Shrimp collagen contained unusually low levels of glycine,
only trace amounts of hydroxyproline and substantial
quantities of tryptophan. Glycine and hydroxyproline are
important amino acids in mammalian collagens, but tryptophan
is usually not present. Shrimp collagen also contained
higher levels of threonine, tyrosine, hydroxylysine, valine,
methionine, leucine, isoleucine and phenylalanine than most
other reported collagens. These variations in amino acid
composition seem to reflect a requirement for a structural
protein possessing unique characteristics commensurate with
the anatomical structure of the species.
The yield (% dry wt.) of raw and cooked (100 sec;
101°C in steam) derived through hand peeling round shrimp,
was correlated (P>.001) in a positive manner by well defined
power functions. Raw meat yield (% dry wt.) declined during
ice storage in a linear (P>.001) manner at a rate dependent
upon shrimp size. The more rapid loss of solids from large
shrimp reduced yield differences as storage was extended.
Raw meat losses during ice storage ranged from 0.298 to
0.318 g raw meat dry matter/100 g round shrimp/day for 2.5
and 7.5 g shrimp respectively. Dry matter weight loss from
raw meat through the washing action of melting ice, was replaced
in a linear (P>.05-P>.005) manner with water to maintain
yield (% wet wt.) during storage. Ice storage expanded
cooked yield (% dry wt.) differences between shrimp sizes.
Meat losses through cooking mediated by ice storage, ranged
from 0.421 to 0.303 g cooked meat dry matter/100 g round
shrimp/day for 2.5 and 7.5 g shrimp, respectively.
The age class dependent content and composition of
collagens in the musculature of shrimp was reflected in the
recovery of raw and cooked meat. Meat from small shrimp
contained higher levels of unformed collagen which possessed
less dry matter and degraded more rapidly in ice storage.

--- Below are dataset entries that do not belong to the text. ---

#[cfg(test)]
mod tests {
    use super::*;

    fn strings(args: &[OsString]) -> Vec<String> {
        args.iter().map(|a| a.to_string_lossy().to_string()).collect()
    }

    #[test]
    fn test_image_to_video_args() {
        let args = image_to_video_args(Path::new("image_source.jpg"), 10, Path::new("video_source.mp4"));
        let args = strings(&args);
        assert_eq!(&args[..5], &["-y", "-loop", "1", "-i", "image_source.jpg"]);
        let t = args.iter().position(|a| a == "-t").unwrap();
        assert_eq!(args[t + 1], "10");
        assert!(args.contains(&"yuv420p".to_string()));
        assert_eq!(args.last().unwrap(), "video_source.mp4");
    }

    #[test]
    fn test_mux_args_maps_every_audio_track() {
        let audio = vec![
            PathBuf::from("generated_music.mp3"),
            PathBuf::from("generated_voiceover.wav"),
        ];
        let args = strings(&mux_args(
            Path::new("video_source.mp4"),
            &audio,
            Path::new("final_output.mp4"),
            "aac",
        ));
        assert_eq!(
            args,
            vec![
                "-y",
                "-i",
                "video_source.mp4",
                "-i",
                "generated_music.mp3",
                "-i",
                "generated_voiceover.wav",
                "-map",
                "0:v:0",
                "-map",
                "1:a:0",
                "-map",
                "2:a:0",
                "-c:v",
                "copy",
                "-c:a",
                "aac",
                "final_output.mp4",
            ]
        );
    }

    #[test]
    fn test_mux_args_single_track() {
        let audio = vec![PathBuf::from("generated_voiceover.wav")];
        let args = strings(&mux_args(Path::new("v.mp4"), &audio, Path::new("out.mp4"), "copy"));
        assert_eq!(args.iter().filter(|a| *a == "-map").count(), 2);
        assert!(args.contains(&"1:a:0".to_string()));
        assert!(!args.contains(&"2:a:0".to_string()));
    }

    #[test]
    fn test_probe_args() {
        let args = strings(&probe_args(Path::new("clip.mp4")));
        assert_eq!(args.last().unwrap(), "clip.mp4");
        assert!(args.contains(&"-show_streams".to_string()));
        assert!(args.contains(&"json".to_string()));
    }

    #[test]
    fn test_resolve_binary() {
        let tool = FfmpegMediaTool::new(FfmpegToolConfig {
            ffmpeg_dir: Some(PathBuf::from("/opt/ffmpeg")),
            ..Default::default()
        });
        assert!(tool.ffmpeg.starts_with("/opt/ffmpeg"));
        assert_eq!(tool_name(&tool.ffprobe), "ffprobe");

        let tool = FfmpegMediaTool::new(FfmpegToolConfig::default());
        assert_eq!(tool_name(&tool.ffmpeg), "ffmpeg");
    }

    #[test]
    fn test_stderr_tail() {
        let stderr = b"line1\nline2\nline3\nline4";
        assert_eq!(stderr_tail(stderr, 2), "line3\nline4");
        assert_eq!(stderr_tail(stderr, 10), "line1\nline2\nline3\nline4");
    }

    #[tokio::test]
    async fn test_missing_image_fails_before_invoking_tool() {
        let dir = tempfile::tempdir().unwrap();
        // 指向不存在的目录，若真的调用工具会得到 ToolNotFound
        let tool = FfmpegMediaTool::new(FfmpegToolConfig {
            ffmpeg_dir: Some(dir.path().join("no-such-dir")),
            ..Default::default()
        });
        let err = tool
            .create_video_from_image(&dir.path().join("missing.jpg"), 10, &dir.path().join("out.mp4"))
            .await
            .unwrap_err();
        assert!(matches!(err, MediaError::SourceNotFound(_)));
    }

    #[tokio::test]
    async fn test_missing_tool_binary() {
        let dir = tempfile::tempdir().unwrap();
        let image = dir.path().join("image_source.jpg");
        std::fs::write(&image, b"not really a jpeg").unwrap();
        let tool = FfmpegMediaTool::new(FfmpegToolConfig {
            ffmpeg_dir: Some(dir.path().join("no-such-dir")),
            ..Default::default()
        });
        let err = tool
            .create_video_from_image(&image, 10, &dir.path().join("out.mp4"))
            .await
            .unwrap_err();
        assert!(matches!(err, MediaError::ToolNotFound { .. }));
    }

    #[tokio::test]
    async fn test_combine_with_missing_video() {
        let dir = tempfile::tempdir().unwrap();
        let tool = FfmpegMediaTool::new(FfmpegToolConfig::default());
        let err = tool
            .combine_audio_and_video(
                &dir.path().join("missing.mp4"),
                &[dir.path().join("a.mp3")],
                &dir.path().join("out.mp4"),
            )
            .await
            .unwrap_err();
        assert!(matches!(err, MediaError::SourceNotFound(_)));
    }

    /// 用 shell 脚本替身代替真实 ffmpeg，校验实际传给进程的参数
    #[cfg(unix)]
    mod stub_binaries {
        use super::*;
        use crate::application::ports::{MediaError, MediaToolPort};
        use std::os::unix::fs::PermissionsExt;
        use std::path::{Path, PathBuf};

        /// .mp4 只有视频流，其余文件只有音频流
        const STREAM_INFO_SCRIPT: &str = r#"for last; do :; done
case "$last" in
  *.mp4) echo '{"streams":[{"index":0,"codec_type":"video","codec_name":"h264"}],"format":{"duration":"10.0"}}' ;;
  *) echo '{"streams":[{"index":0,"codec_type":"audio","codec_name":"mp3"}],"format":{}}' ;;
esac"#;

        /// 记录参数并写出最后一个参数指向的输出文件
        const RECORDING_FFMPEG_SCRIPT: &str = r#"printf '%s\n' "$@" > "$(dirname "$0")/ffmpeg.args"
for last; do :; done
printf 'muxed' > "$last""#;

        const FAILING_FFMPEG_SCRIPT: &str = "echo boom >&2\nexit 3";

        fn write_script(path: &Path, body: &str) {
            std::fs::write(path, format!("#!/bin/sh\n{}\n", body)).unwrap();
            let mut perms = std::fs::metadata(path).unwrap().permissions();
            perms.set_mode(0o755);
            std::fs::set_permissions(path, perms).unwrap();
        }

        fn stub_tool(dir: &Path, ffmpeg_script: &str) -> FfmpegMediaTool {
            let bin_dir = dir.join("bin");
            std::fs::create_dir_all(&bin_dir).unwrap();
            let tool = FfmpegMediaTool::new(FfmpegToolConfig {
                ffmpeg_dir: Some(bin_dir),
                ..Default::default()
            });
            write_script(&tool.ffmpeg, ffmpeg_script);
            write_script(&tool.ffprobe, STREAM_INFO_SCRIPT);
            tool
        }

        fn recorded_args(dir: &Path) -> Vec<String> {
            std::fs::read_to_string(dir.join("bin").join("ffmpeg.args"))
                .unwrap()
                .lines()
                .map(str::to_string)
                .collect()
        }

        fn media_files(dir: &Path) -> (PathBuf, PathBuf, PathBuf) {
            let video = dir.join("v.mp4");
            let music = dir.join("m.mp3");
            let voice = dir.join("w.wav");
            std::fs::write(&video, b"video").unwrap();
            std::fs::write(&music, b"music").unwrap();
            std::fs::write(&voice, b"voice").unwrap();
            (video, music, voice)
        }

        #[tokio::test]
        async fn test_combine_passes_mux_args_to_ffmpeg() {
            let dir = tempfile::tempdir().unwrap();
            let tool = stub_tool(dir.path(), RECORDING_FFMPEG_SCRIPT);
            let (video, music, voice) = media_files(dir.path());
            let audio = vec![music, voice];
            let output = dir.path().join("out").join("final.mp4");

            let result = tool
                .combine_audio_and_video(&video, &audio, &output)
                .await
                .unwrap();

            assert_eq!(result, output);
            assert_eq!(std::fs::read(&output).unwrap(), b"muxed");
            assert_eq!(
                recorded_args(dir.path()),
                strings(&mux_args(&video, &audio, &output, "aac"))
            );
        }

        #[tokio::test]
        async fn test_create_video_passes_still_image_args() {
            let dir = tempfile::tempdir().unwrap();
            let tool = stub_tool(dir.path(), RECORDING_FFMPEG_SCRIPT);
            let image = dir.path().join("image_source.jpg");
            std::fs::write(&image, b"jpeg").unwrap();
            let output = dir.path().join("video_source.mp4");

            tool.create_video_from_image(&image, 10, &output)
                .await
                .unwrap();

            assert!(output.exists());
            assert_eq!(
                recorded_args(dir.path()),
                strings(&image_to_video_args(&image, 10, &output))
            );
        }

        #[tokio::test]
        async fn test_nonzero_exit_reports_status_and_stderr() {
            let dir = tempfile::tempdir().unwrap();
            let tool = stub_tool(dir.path(), FAILING_FFMPEG_SCRIPT);
            let (video, music, _) = media_files(dir.path());

            let err = tool
                .combine_audio_and_video(&video, &[music], &dir.path().join("out.mp4"))
                .await
                .unwrap_err();

            match &err {
                MediaError::ToolFailed {
                    tool,
                    status,
                    stderr,
                } => {
                    assert_eq!(tool, "ffmpeg");
                    assert_eq!(status, "exit status: 3");
                    assert_eq!(stderr, "boom");
                }
                other => panic!("unexpected error: {other:?}"),
            }
            assert_eq!(err.to_string(), "ffmpeg failed with exit status: 3: boom");
        }

        #[tokio::test]
        async fn test_combine_rejects_track_without_audio() {
            let dir = tempfile::tempdir().unwrap();
            let tool = stub_tool(dir.path(), RECORDING_FFMPEG_SCRIPT);
            let (video, music, _) = media_files(dir.path());

            let err = tool
                .combine_audio_and_video(
                    &video,
                    &[music, video.clone()],
                    &dir.path().join("out.mp4"),
                )
                .await
                .unwrap_err();

            match err {
                MediaError::NoAudioStream(path) => assert_eq!(path, video.display().to_string()),
                other => panic!("unexpected error: {other:?}"),
            }
            assert!(!dir.path().join("bin").join("ffmpeg.args").exists());
        }

        #[tokio::test]
        async fn test_combine_rejects_video_without_video_stream() {
            let dir = tempfile::tempdir().unwrap();
            let tool = stub_tool(dir.path(), RECORDING_FFMPEG_SCRIPT);
            let (_, music, voice) = media_files(dir.path());

            let err = tool
                .combine_audio_and_video(&music, &[voice], &dir.path().join("out.mp4"))
                .await
                .unwrap_err();

            assert!(matches!(err, MediaError::NoVideoStream(_)));
        }
    }
}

Proteolytic action on elevated levels of unformed collagen
was not reflected in the rate of ice storage losses. But,
it markedly increased heat induced solubilization of solids
and enhanced moisture retention through steam precooking
over larger shrimp. Maturation of shrimp associated with
more formed and less unformed collagen reduced solids solubilization
and moisture retention through steam precooking.